◆ Task to complete
Set down each entry again exactly as written.

◆ Data provided
● ● ● ● ● ● ●

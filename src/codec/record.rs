//! Length-delimited record framing.
//!
//! A record on disk is `varint(body_len) || body`. Offsets stored in LUTs
//! always point at the first byte of the length prefix.

use std::io::Write;

use super::wire::{decode_varint, encode_varint, varint_size, Decoder, Encoder, WireType};
use crate::util::{Error, Result};

/// A structured message with a protobuf-compatible body encoding.
pub trait Record: Default {
    /// Write every non-default field into `enc`.
    fn encode(&self, enc: &mut Encoder);

    /// Merge one decoded field into `self`. Unknown fields must be skipped.
    fn merge_field(&mut self, field: u32, wire: WireType, dec: &mut Decoder<'_>) -> Result<()>;

    /// Body length in bytes (without length prefix).
    fn encoded_len(&self) -> usize {
        self.to_bytes().len()
    }

    /// Encode the body (without length prefix).
    fn to_bytes(&self) -> Vec<u8> {
        let mut enc = Encoder::new();
        self.encode(&mut enc);
        enc.into_bytes()
    }

    /// Decode a body (without length prefix).
    fn from_bytes(buf: &[u8]) -> Result<Self> {
        let mut record = Self::default();
        let mut dec = Decoder::new(buf);
        while let Some((field, wire)) = dec.next_key()? {
            record.merge_field(field, wire, &mut dec)?;
        }
        Ok(record)
    }
}

/// Encode `record` with its length prefix.
pub fn encode_delimited<R: Record>(record: &R) -> Vec<u8> {
    let body = record.to_bytes();
    let mut out = Vec::with_capacity(varint_size(body.len() as u64) + body.len());
    encode_varint(body.len() as u64, &mut out);
    out.extend_from_slice(&body);
    out
}

/// Write `record` with its length prefix; returns the number of bytes written.
pub fn write_delimited<R: Record, W: Write>(record: &R, sink: &mut W) -> Result<u64> {
    let framed = encode_delimited(record);
    sink.write_all(&framed)?;
    Ok(framed.len() as u64)
}

/// Return the body slice of the record framed at `offset`.
///
/// An offset at or past the end of `buf`, or a body that runs past it, is a
/// [`Error::ShortRead`].
pub fn delimited_body(buf: &[u8], offset: u64) -> Result<&[u8]> {
    let start = usize::try_from(offset).map_err(|_| Error::ShortRead(offset))?;
    if start >= buf.len() {
        return Err(Error::ShortRead(offset));
    }
    let mut pos = start;
    let len = decode_varint(buf, &mut pos)?;
    let end = usize::try_from(len)
        .ok()
        .and_then(|len| pos.checked_add(len))
        .filter(|&end| end <= buf.len())
        .ok_or(Error::ShortRead(buf.len() as u64))?;
    Ok(&buf[pos..end])
}

/// Decode the record framed at `offset` in `buf`.
pub fn read_delimited<R: Record>(buf: &[u8], offset: u64) -> Result<R> {
    R::from_bytes(delimited_body(buf, offset)?)
}
//! OVF writer stream.
//!
//! Buffered file sink that tracks the write cursor itself, so recording an
//! offset never costs a syscall.

use std::fs::{File, OpenOptions};
use std::io::{BufWriter, Seek, SeekFrom, Write};
use std::path::Path;

use crate::codec::{encode_delimited, Record};
use crate::container::format::write_offset;
use crate::util::{Error, Result};

/// Output stream for writing OVF data.
pub struct OStream {
    writer: BufWriter<File>,
    pos: u64,
}

impl OStream {
    /// Create (or truncate) the file at `path` for writing.
    pub fn create(path: impl AsRef<Path>) -> Result<Self> {
        let path = path.as_ref();
        let file = OpenOptions::new()
            .write(true)
            .create(true)
            .truncate(true)
            .open(path)
            .map_err(|source| Error::SinkOpen {
                path: path.to_path_buf(),
                source,
            })?;

        Ok(Self {
            writer: BufWriter::with_capacity(1024 * 1024, file),
            pos: 0,
        })
    }

    /// Get the current write position.
    #[inline]
    pub fn pos(&self) -> u64 {
        self.pos
    }

    /// Write bytes and advance position.
    pub fn write_bytes(&mut self, data: &[u8]) -> Result<()> {
        self.writer.write_all(data)?;
        self.pos += data.len() as u64;
        Ok(())
    }

    /// Write an 8-byte little-endian offset.
    pub fn write_offset(&mut self, value: u64) -> Result<()> {
        write_offset(value, &mut self.writer)?;
        self.pos += 8;
        Ok(())
    }

    /// Write a length-delimited record; returns the bytes written.
    pub fn write_record<R: Record>(&mut self, record: &R) -> Result<u64> {
        let framed = encode_delimited(record);
        self.write_bytes(&framed)?;
        Ok(framed.len() as u64)
    }

    /// Seek to a position and return the current position.
    pub fn seek(&mut self, pos: u64) -> Result<u64> {
        self.writer.flush()?;
        let new_pos = self.writer.seek(SeekFrom::Start(pos))?;
        self.pos = new_pos;
        Ok(new_pos)
    }

    /// Seek to end and return the position.
    pub fn seek_end(&mut self) -> Result<u64> {
        self.writer.flush()?;
        let new_pos = self.writer.seek(SeekFrom::End(0))?;
        self.pos = new_pos;
        Ok(new_pos)
    }

    /// Overwrite the placeholder at `at` with `value`, then return to the end.
    pub fn backpatch(&mut self, at: u64, value: u64) -> Result<()> {
        self.seek(at)?;
        self.write_offset(value)?;
        self.seek_end()?;
        Ok(())
    }

    /// Flush the buffer to disk.
    pub fn flush(&mut self) -> Result<()> {
        self.writer.flush()?;
        Ok(())
    }
}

● ● ● ● ● ● ●

◆ Output
filename src/codec/record.rs
//! Length-delimited record framing.
//!
//! A record on disk is `varint(body_len) || body`. Offsets stored in LUTs
//! always point at the first byte of the length prefix.

use std::io::Write;

use super::wire::{decode_varint, encode_varint, varint_size, Decoder, Encoder, WireType};
use crate::util::{Error, Result};

/// A structured message with a protobuf-compatible body encoding.
pub trait Record: Default {
    /// Write every non-default field into `enc`.
    fn encode(&self, enc: &mut Encoder);

    /// Merge one decoded field into `self`. Unknown fields must be skipped.
    fn merge_field(&mut self, field: u32, wire: WireType, dec: &mut Decoder<'_>) -> Result<()>;

    /// Body length in bytes (without length prefix).
    fn encoded_len(&self) -> usize {
        self.to_bytes().len()
    }

    /// Encode the body (without length prefix).
    fn to_bytes(&self) -> Vec<u8> {
        let mut enc = Encoder::new();
        self.encode(&mut enc);
        enc.into_bytes()
    }

    /// Decode a body (without length prefix).
    fn from_bytes(buf: &[u8]) -> Result<Self> {
        let mut record = Self::default();
        let mut dec = Decoder::new(buf);
        while let Some((field, wire)) = dec.next_key()? {
            record.merge_field(field, wire, &mut dec)?;
        }
        Ok(record)
    }
}

/// Encode `record` with its length prefix.
pub fn encode_delimited<R: Record>(record: &R) -> Vec<u8> {
    let body = record.to_bytes();
    let mut out = Vec::with_capacity(varint_size(body.len() as u64) + body.len());
    encode_varint(body.len() as u64, &mut out);
    out.extend_from_slice(&body);
    out
}

/// Write `record` with its length prefix; returns the number of bytes written.
pub fn write_delimited<R: Record, W: Write>(record: &R, sink: &mut W) -> Result<u64> {
    let framed = encode_delimited(record);
    sink.write_all(&framed)?;
    Ok(framed.len() as u64)
}

/// Return the body slice of the record framed at `offset`.
///
/// An offset at or past the end of `buf`, or a body that runs past it, is a
/// [`Error::ShortRead`].
pub fn delimited_body(buf: &[u8], offset: u64) -> Result<&[u8]> {
    let start = usize::try_from(offset).map_err(|_| Error::ShortRead(offset))?;
    if start >= buf.len() {
        return Err(Error::ShortRead(offset));
    }
    let mut pos = start;
    let len = decode_varint(buf, &mut pos)?;
    let end = usize::try_from(len)
        .ok()
        .and_then(|len| pos.checked_add(len))
        .filter(|&end| end <= buf.len())
        .ok_or(Error::ShortRead(buf.len() as u64))?;
    Ok(&buf[pos..end])
}

/// Decode the record framed at `offset` in `buf`.
pub fn read_delimited<R: Record>(buf: &[u8], offset: u64) -> Result<R> {
    R::from_bytes(delimited_body(buf, offset)?)
}
//! OVF writer stream.
//!
//! Buffered file sink that tracks the write cursor itself, so recording an
//! offset never costs a syscall.

use std::fs::{File, OpenOptions};
use std::io::{BufWriter, Seek, SeekFrom, Write};
use std::path::Path;

use crate::codec::{encode_delimited, Record};
use crate::container::format::write_offset;
use crate::util::{Error, Result};

/// Output stream for writing OVF data.
pub struct OStream {
    writer: BufWriter<File>,
    pos: u64,
}

impl OStream {
    /// Create (or truncate) the file at `path` for writing.
    pub fn create(path: impl AsRef<Path>) -> Result<Self> {
        let path = path.as_ref();
        let file = OpenOptions::new()
            .write(true)
            .create(true)
            .truncate(true)
            .open(path)
            .map_err(|source| Error::SinkOpen {
                path: path.to_path_buf(),
                source,
            })?;

        Ok(Self {
            writer: BufWriter::with_capacity(1024 * 1024, file),
            pos: 0,
        })
    }

    /// Get the current write position.
    #[inline]
    pub fn pos(&self) -> u64 {
        self.pos
    }

    /// Write bytes and advance position.
    pub fn write_bytes(&mut self, data: &[u8]) -> Result<()> {
        self.writer.write_all(data)?;
        self.pos += data.len() as u64;
        Ok(())
    }

    /// Write an 8-byte little-endian offset.
    pub fn write_offset(&mut self, value: u64) -> Result<()> {
        write_offset(value, &mut self.writer)?;
        self.pos += 8;
        Ok(())
    }

    /// Write a length-delimited record; returns the bytes written.
    pub fn write_record<R: Record>(&mut self, record: &R) -> Result<u64> {
        let framed = encode_delimited(record);
        self.write_bytes(&framed)?;
        Ok(framed.len() as u64)
    }

    /// Seek to a position and return the current position.
    pub fn seek(&mut self, pos: u64) -> Result<u64> {
        self.writer.flush()?;
        let new_pos = self.writer.seek(SeekFrom::Start(pos))?;
        self.pos = new_pos;
        Ok(new_pos)
    }

    /// Seek to end and return the position.
    pub fn seek_end(&mut self) -> Result<u64> {
        self.writer.flush()?;
        let new_pos = self.writer.seek(SeekFrom::End(0))?;
        self.pos = new_pos;
        Ok(new_pos)
    }

    /// Overwrite the placeholder at `at` with `value`, then return to the end.
    pub fn backpatch(&mut self, at: u64, value: u64) -> Result<()> {
        self.seek(at)?;
        self.write_offset(value)?;
        self.seek_end()?;
        Ok(())
    }

    /// Flush the buffer to disk.
    pub fn flush(&mut self) -> Result<()> {
        self.writer.flush()?;
        Ok(())
    }
}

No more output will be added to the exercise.